The mission will also explore discoveries made by Chandrayaan-1, such as the extent of water molecule distribution on the surface, below the surface and in the tenuous lunar exosphere. Chandrayaan-1 was India's first mission to the moon. It was launched by India's Polar Satellite Launch Vehicle, PSLV-C11 on October 22, 2008, from Satish Dhawan Space Centre SHAR, Sriharikota and was operational for 312 days till August 29, 2009.
Here are the key facts about the Chandrayaan-2 mission:
- Chandrayaan-2 is a follow-on mission to the Chandrayaan-1 Mission.
- It is the first space mission to conduct a soft landing on the Moon's south polar region.
- India is the fourth country ever to soft-land on the lunar surface.
- The cost of Chandrayaan II Mission, mainly the satellite portion, including the support from foreign agencies as well as for navigation purpose, is Rs. 603 crore.
- It is the first Indian mission to explore the lunar terrain with home-grown technology. Chandrayaan 2 is the most advanced spacecraft developed by India yet.
- It will take nearly two months to land on the moon at the South Pole
Components - Spacecraft and launcher
Chandryaan-2 will be launched using Geo-synchronous Satellite Launch Vehicle Mark III (GSLV Mk III), India's most powerful launcher to date, and has been completely designed and fabricated from within the country.

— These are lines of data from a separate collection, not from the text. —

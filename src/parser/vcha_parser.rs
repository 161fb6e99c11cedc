// HTML parsing for the health authority's FoodPremises pages
use crate::model::ParserError;
use crate::parser::{DetailPage, InspectionRow, ListingRow, PageParser};
use crate::utils::link_from_onclick;
use scraper::{ElementRef, Html, Selector};
use tracing::warn;

pub const OUTSTANDING_NONCRITICAL_LABEL: &str = "Outstanding Non-Critical Infractions";
pub const OUTSTANDING_CRITICAL_LABEL: &str = "Outstanding Critical Infractions";

/// Selectors for the listing table.
#[derive(Debug, Clone)]
pub struct ListingSchema {
    pub row: String,
    pub name: String,
    pub facility_type: String,
    pub community: String,
    pub address: String,
    pub phone: String,
    /// Row attribute holding the `location.href='...'` handler.
    pub link_attr: String,
}

impl Default for ListingSchema {
    fn default() -> Self {
        Self {
            row: "tr.hovereffect".into(),
            name: ".facilityName".into(),
            facility_type: ".facilityType".into(),
            community: ".community".into(),
            address: ".siteAddress".into(),
            phone: ".phoneNumber".into(),
            link_attr: "onclick".into(),
        }
    }
}

/// Selectors for a detail page: labelled summary rows plus the inspection table.
#[derive(Debug, Clone)]
pub struct DetailSchema {
    pub summary_row: String,
    pub label: String,
    pub field: String,
    pub inspection_row: String,
    pub date: String,
    pub number: String,
    pub reason: String,
    pub critical: String,
    pub noncritical: String,
}

impl Default for DetailSchema {
    fn default() -> Self {
        Self {
            summary_row: "tr.nozebrastripes".into(),
            label: ".display-label".into(),
            field: ".display-field".into(),
            inspection_row: "tr.hovereffect".into(),
            date: ".inspectionDate".into(),
            number: ".inspectionNumber".into(),
            reason: ".inspectionType".into(),
            critical: ".criticalInfractionsCount".into(),
            noncritical: ".nonCriticalInfractionsCount".into(),
        }
    }
}

struct ListingSelectors {
    row: Selector,
    name: Selector,
    facility_type: Selector,
    community: Selector,
    address: Selector,
    phone: Selector,
    link_attr: String,
}

struct DetailSelectors {
    summary_row: Selector,
    label: Selector,
    field: Selector,
    inspection_row: Selector,
    date: Selector,
    number: Selector,
    reason: Selector,
    critical: Selector,
    noncritical: Selector,
}

pub struct VchaParser {
    listing: ListingSelectors,
    detail: DetailSelectors,
}

fn compile(css: &str) -> Result<Selector, ParserError> {
    Selector::parse(css).map_err(|e| ParserError::HtmlParseError(format!("{}: {}", css, e)))
}

/// Trimmed text of the first match, or an empty string.
fn text_of(element: &ElementRef, selector: &Selector) -> String {
    element
        .select(selector)
        .next()
        .map(|node| node.text().collect::<String>().trim().to_string())
        .unwrap_or_default()
}

impl VchaParser {
    pub fn new() -> Result<Self, ParserError> {
        Self::with_schemas(&ListingSchema::default(), &DetailSchema::default())
    }

    pub fn with_schemas(listing: &ListingSchema, detail: &DetailSchema) -> Result<Self, ParserError> {
        Ok(Self {
            listing: ListingSelectors {
                row: compile(&listing.row)?,
                name: compile(&listing.name)?,
                facility_type: compile(&listing.facility_type)?,
                community: compile(&listing.community)?,
                address: compile(&listing.address)?,
                phone: compile(&listing.phone)?,
                link_attr: listing.link_attr.clone(),
            },
            detail: DetailSelectors {
                summary_row: compile(&detail.summary_row)?,
                label: compile(&detail.label)?,
                field: compile(&detail.field)?,
                inspection_row: compile(&detail.inspection_row)?,
                date: compile(&detail.date)?,
                number: compile(&detail.number)?,
                reason: compile(&detail.reason)?,
                critical: compile(&detail.critical)?,
                noncritical: compile(&detail.noncritical)?,
            },
        })
    }
}

impl PageParser for VchaParser {
    fn parse_listing(&self, html: &str) -> Result<Vec<ListingRow>, ParserError> {
        let document = Html::parse_document(html);
        let s = &self.listing;

        let mut rows = Vec::new();
        for element in document.select(&s.row) {
            let name = text_of(&element, &s.name);
            let onclick = element.value().attr(&s.link_attr).unwrap_or("").trim();
            let Some(link) = link_from_onclick(onclick) else {
                warn!("Listing row {:?} has no detail link, skipping", name);
                continue;
            };

            rows.push(ListingRow {
                name,
                facility_type: text_of(&element, &s.facility_type),
                community: text_of(&element, &s.community),
                address: text_of(&element, &s.address),
                phone: text_of(&element, &s.phone),
                detail_link: link.to_string(),
            });
        }

        Ok(rows)
    }

    fn parse_detail(&self, html: &str) -> Result<DetailPage, ParserError> {
        let document = Html::parse_document(html);
        let s = &self.detail;
        let mut page = DetailPage::default();

        for element in document.select(&s.summary_row) {
            let label = text_of(&element, &s.label);
            let field = text_of(&element, &s.field);
            match label.as_str() {
                OUTSTANDING_NONCRITICAL_LABEL => page.outstanding_noncritical = Some(field),
                OUTSTANDING_CRITICAL_LABEL => page.outstanding_critical = Some(field),
                _ => {}
            }
        }

        for element in document.select(&s.inspection_row) {
            page.inspections.push(InspectionRow {
                date: text_of(&element, &s.date),
                number: text_of(&element, &s.number),
                reason: text_of(&element, &s.reason),
                critical: text_of(&element, &s.critical),
                noncritical: text_of(&element, &s.noncritical),
            });
        }

        Ok(page)
    }
}

#[cfg(test)]
mod tests {
    use super::*;

    const LISTING: &str = r#"
        <table>
          <tr class="hovereffect" onclick="location.href='/FoodPremises/Details/AAA'">
            <td class="facilityName"> Alpha Cafe </td>
            <td class="facilityType">Restaurant</td>
            <td class="community">Vancouver - Westside</td>
            <td class="siteAddress">1 Main St</td>
            <td class="phoneNumber">604-555-0100</td>
          </tr>
          <tr class="hovereffect">
            <td class="facilityName">No Link Diner</td>
          </tr>
        </table>"#;

    const DETAIL: &str = r#"
        <table>
          <tr class="nozebrastripes"><td class="display-label">Outstanding Critical Infractions</td><td class="display-field"> 2 </td></tr>
          <tr class="nozebrastripes"><td class="display-label">Outstanding Non-Critical Infractions</td><td class="display-field">5</td></tr>
          <tr class="nozebrastripes"><td class="display-label">Facility Type</td><td class="display-field">Cafe</td></tr>
        </table>
        <table>
          <tr class="hovereffect">
            <td class="inspectionDate">07-Mar-2019</td>
            <td class="inspectionNumber">INS-1</td>
            <td class="inspectionType">Routine</td>
            <td class="criticalInfractionsCount">1</td>
            <td class="nonCriticalInfractionsCount">3</td>
          </tr>
        </table>"#;

    #[test]
    fn listing_rows_are_extracted_and_linkless_rows_skipped() {
        let parser = VchaParser::new().unwrap();
        let rows = parser.parse_listing(LISTING).unwrap();

        assert_eq!(rows.len(), 1);
        assert_eq!(rows[0].name, "Alpha Cafe");
        assert_eq!(rows[0].community, "Vancouver - Westside");
        assert_eq!(rows[0].detail_link, "/FoodPremises/Details/AAA");
    }

    #[test]
    fn detail_page_summary_and_inspections() {
        let parser = VchaParser::new().unwrap();
        let page = parser.parse_detail(DETAIL).unwrap();

        assert_eq!(page.outstanding_critical.as_deref(), Some("2"));
        assert_eq!(page.outstanding_noncritical.as_deref(), Some("5"));
        assert_eq!(page.inspections.len(), 1);
        assert_eq!(page.inspections[0].date, "07-Mar-2019");
        assert_eq!(page.inspections[0].reason, "Routine");
        assert_eq!(page.inspections[0].noncritical, "3");
    }

    #[test]
    fn bad_selector_is_rejected() {
        let schema = ListingSchema {
            row: "tr[".into(),
            ..ListingSchema::default()
        };
        let result = VchaParser::with_schemas(&schema, &DetailSchema::default());
        assert!(matches!(result, Err(ParserError::HtmlParseError(_))));
    }
}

According to the ISRO, at the time of launch, the Chandrayaan 2 Orbiter will be capable of communicating with Indian Deep Space Network (IDSN) at Byalalu as well as the Vikram Lander. It carries 8 scientific payloads for mapping lunar surface and to study the moon's atmosphere. The mission life of the Orbiter is one year and it will be placed in a 100X100 km lunar polar orbit.
Image Credit: ISRO
Named after Dr. Vikram A Sarabhai, the Father of the Indian Space Programme, the Chandrayaan 2 lander Vikram is designed to function for one lunar day, which is equivalent to about 14 Earth days. Vikram has the capability to communicate with IDSN at Byalalu near Bangalore, as well as with the Orbiter and Rover. The Lander is designed to execute a soft landing on the lunar surface. The soft landing of the Vikram lander on the Moon's surface is likely to be on September 06, 2019.
Chandrayaan 2's Rover is a 6-wheeled robotic vehicle named Pragyan, which translates to 'wisdom' in Sanskrit. It can travel up to 500 m (½-a-km) and leverages solar energy for its functioning. It can only communicate with the Lander.
Image Credit: ISRO
According to the ISRO, Chandrayaan-2 will attempt to soft-land the lander -Vikram and rover- Pragyan in a high plain between two craters, Manzinus C and Simpelius N, at a latitude of about 70° south.